* **AIM OF THE TASK**: In the material below, find the line with "filename tests/entry_point.rs" and the line with "fn dispatch(facility: &Facility)", then output those two lines and every line between them, exactly.
____________________
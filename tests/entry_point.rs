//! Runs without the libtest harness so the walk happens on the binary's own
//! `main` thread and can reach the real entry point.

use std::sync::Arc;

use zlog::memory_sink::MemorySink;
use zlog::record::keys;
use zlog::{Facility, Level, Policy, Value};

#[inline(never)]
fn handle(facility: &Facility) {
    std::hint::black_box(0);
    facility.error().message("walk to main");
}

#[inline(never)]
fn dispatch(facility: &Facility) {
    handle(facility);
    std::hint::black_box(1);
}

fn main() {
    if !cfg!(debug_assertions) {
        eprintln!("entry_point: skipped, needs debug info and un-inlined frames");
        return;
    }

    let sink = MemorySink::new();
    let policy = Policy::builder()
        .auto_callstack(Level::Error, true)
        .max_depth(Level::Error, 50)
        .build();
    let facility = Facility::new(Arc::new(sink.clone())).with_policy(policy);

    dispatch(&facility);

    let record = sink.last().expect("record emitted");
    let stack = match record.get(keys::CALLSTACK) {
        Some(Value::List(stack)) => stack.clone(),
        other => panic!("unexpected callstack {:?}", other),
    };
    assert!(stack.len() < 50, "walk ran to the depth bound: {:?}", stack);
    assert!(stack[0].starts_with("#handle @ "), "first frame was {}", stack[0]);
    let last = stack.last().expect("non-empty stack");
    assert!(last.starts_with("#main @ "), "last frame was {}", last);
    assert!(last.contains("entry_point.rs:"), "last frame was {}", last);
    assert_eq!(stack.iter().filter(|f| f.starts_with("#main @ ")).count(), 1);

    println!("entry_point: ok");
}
____________________
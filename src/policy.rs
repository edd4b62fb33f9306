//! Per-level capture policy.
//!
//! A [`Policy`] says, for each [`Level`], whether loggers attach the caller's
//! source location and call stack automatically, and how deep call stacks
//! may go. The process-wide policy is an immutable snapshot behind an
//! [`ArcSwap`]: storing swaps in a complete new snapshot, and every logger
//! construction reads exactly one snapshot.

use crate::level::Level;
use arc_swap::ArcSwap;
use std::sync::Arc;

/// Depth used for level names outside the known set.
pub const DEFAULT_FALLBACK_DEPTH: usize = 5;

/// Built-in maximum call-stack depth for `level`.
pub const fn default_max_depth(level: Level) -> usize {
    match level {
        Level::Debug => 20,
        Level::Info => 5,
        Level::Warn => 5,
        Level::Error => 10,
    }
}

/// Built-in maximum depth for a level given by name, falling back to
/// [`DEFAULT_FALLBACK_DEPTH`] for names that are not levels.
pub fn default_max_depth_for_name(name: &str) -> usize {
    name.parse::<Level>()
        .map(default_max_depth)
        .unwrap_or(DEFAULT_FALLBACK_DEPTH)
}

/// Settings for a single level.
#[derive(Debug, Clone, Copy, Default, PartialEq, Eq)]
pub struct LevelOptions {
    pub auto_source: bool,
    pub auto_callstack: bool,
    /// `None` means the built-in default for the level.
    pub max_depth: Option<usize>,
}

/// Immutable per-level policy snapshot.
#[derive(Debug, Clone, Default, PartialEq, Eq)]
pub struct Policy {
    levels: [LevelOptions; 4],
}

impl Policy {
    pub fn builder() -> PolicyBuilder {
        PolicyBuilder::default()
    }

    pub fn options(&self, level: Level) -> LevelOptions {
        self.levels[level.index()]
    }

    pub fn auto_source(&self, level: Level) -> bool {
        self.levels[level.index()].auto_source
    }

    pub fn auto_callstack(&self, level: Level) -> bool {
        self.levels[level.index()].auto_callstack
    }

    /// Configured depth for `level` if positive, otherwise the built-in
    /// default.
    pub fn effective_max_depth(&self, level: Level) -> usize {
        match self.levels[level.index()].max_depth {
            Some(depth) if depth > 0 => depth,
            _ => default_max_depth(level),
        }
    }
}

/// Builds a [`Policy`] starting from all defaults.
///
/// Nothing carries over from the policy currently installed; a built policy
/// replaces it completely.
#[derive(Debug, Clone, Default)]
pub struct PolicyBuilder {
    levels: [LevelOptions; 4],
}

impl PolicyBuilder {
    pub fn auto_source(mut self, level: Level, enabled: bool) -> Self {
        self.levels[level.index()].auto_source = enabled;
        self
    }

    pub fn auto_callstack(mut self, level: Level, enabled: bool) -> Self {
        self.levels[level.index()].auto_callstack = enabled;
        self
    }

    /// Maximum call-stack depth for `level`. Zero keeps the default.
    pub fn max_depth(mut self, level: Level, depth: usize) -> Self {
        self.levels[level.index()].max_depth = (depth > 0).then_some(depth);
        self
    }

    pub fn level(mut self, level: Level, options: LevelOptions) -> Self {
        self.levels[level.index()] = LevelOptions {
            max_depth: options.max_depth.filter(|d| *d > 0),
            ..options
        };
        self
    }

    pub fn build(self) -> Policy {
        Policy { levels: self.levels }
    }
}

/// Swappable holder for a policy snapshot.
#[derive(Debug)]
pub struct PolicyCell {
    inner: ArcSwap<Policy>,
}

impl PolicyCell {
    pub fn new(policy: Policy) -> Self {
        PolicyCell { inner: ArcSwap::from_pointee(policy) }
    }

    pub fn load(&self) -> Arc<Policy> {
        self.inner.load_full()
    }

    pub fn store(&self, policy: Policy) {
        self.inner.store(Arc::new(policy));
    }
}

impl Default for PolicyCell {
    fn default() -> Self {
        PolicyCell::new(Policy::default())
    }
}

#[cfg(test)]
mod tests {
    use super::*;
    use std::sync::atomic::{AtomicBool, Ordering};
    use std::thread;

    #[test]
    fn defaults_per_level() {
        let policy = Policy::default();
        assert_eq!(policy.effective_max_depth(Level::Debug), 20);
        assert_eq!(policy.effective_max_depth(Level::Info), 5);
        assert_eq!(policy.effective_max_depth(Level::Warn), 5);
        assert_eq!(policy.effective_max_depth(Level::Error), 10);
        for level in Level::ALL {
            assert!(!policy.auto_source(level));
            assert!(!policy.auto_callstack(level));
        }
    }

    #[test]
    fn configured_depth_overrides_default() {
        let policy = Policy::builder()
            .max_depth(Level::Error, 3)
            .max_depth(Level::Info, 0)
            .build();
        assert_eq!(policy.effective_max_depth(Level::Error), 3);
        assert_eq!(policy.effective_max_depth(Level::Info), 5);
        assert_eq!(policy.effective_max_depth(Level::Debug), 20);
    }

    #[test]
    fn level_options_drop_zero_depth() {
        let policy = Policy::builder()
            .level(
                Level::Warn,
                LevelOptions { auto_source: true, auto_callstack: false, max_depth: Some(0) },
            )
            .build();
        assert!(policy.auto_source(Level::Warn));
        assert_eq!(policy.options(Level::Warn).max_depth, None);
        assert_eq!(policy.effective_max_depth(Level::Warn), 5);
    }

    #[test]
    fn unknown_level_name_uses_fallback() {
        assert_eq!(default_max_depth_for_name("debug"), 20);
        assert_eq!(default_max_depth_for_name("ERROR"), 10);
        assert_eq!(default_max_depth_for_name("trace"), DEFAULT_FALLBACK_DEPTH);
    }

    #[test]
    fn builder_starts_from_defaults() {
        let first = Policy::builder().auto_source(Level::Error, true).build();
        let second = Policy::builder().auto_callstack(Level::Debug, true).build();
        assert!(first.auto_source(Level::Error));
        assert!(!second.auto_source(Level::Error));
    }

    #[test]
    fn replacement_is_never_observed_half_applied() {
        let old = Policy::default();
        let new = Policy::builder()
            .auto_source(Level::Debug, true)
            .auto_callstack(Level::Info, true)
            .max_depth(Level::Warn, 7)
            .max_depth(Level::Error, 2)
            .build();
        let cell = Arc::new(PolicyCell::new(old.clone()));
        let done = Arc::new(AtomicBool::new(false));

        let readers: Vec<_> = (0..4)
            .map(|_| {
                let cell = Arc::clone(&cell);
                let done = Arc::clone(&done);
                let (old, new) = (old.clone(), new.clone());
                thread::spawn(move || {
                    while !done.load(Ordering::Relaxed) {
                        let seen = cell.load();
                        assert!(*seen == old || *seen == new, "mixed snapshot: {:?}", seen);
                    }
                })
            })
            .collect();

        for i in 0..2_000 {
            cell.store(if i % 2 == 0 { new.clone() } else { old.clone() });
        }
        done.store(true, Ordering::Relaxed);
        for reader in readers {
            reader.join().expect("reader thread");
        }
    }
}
____________________
* **PROBLEM SOLUTION**:
filename tests/entry_point.rs
//! Runs without the libtest harness so the walk happens on the binary's own
//! `main` thread and can reach the real entry point.

use std::sync::Arc;

use zlog::memory_sink::MemorySink;
use zlog::record::keys;
use zlog::{Facility, Level, Policy, Value};

#[inline(never)]
fn handle(facility: &Facility) {
    std::hint::black_box(0);
    facility.error().message("walk to main");
}

#[inline(never)]
fn dispatch(facility: &Facility) {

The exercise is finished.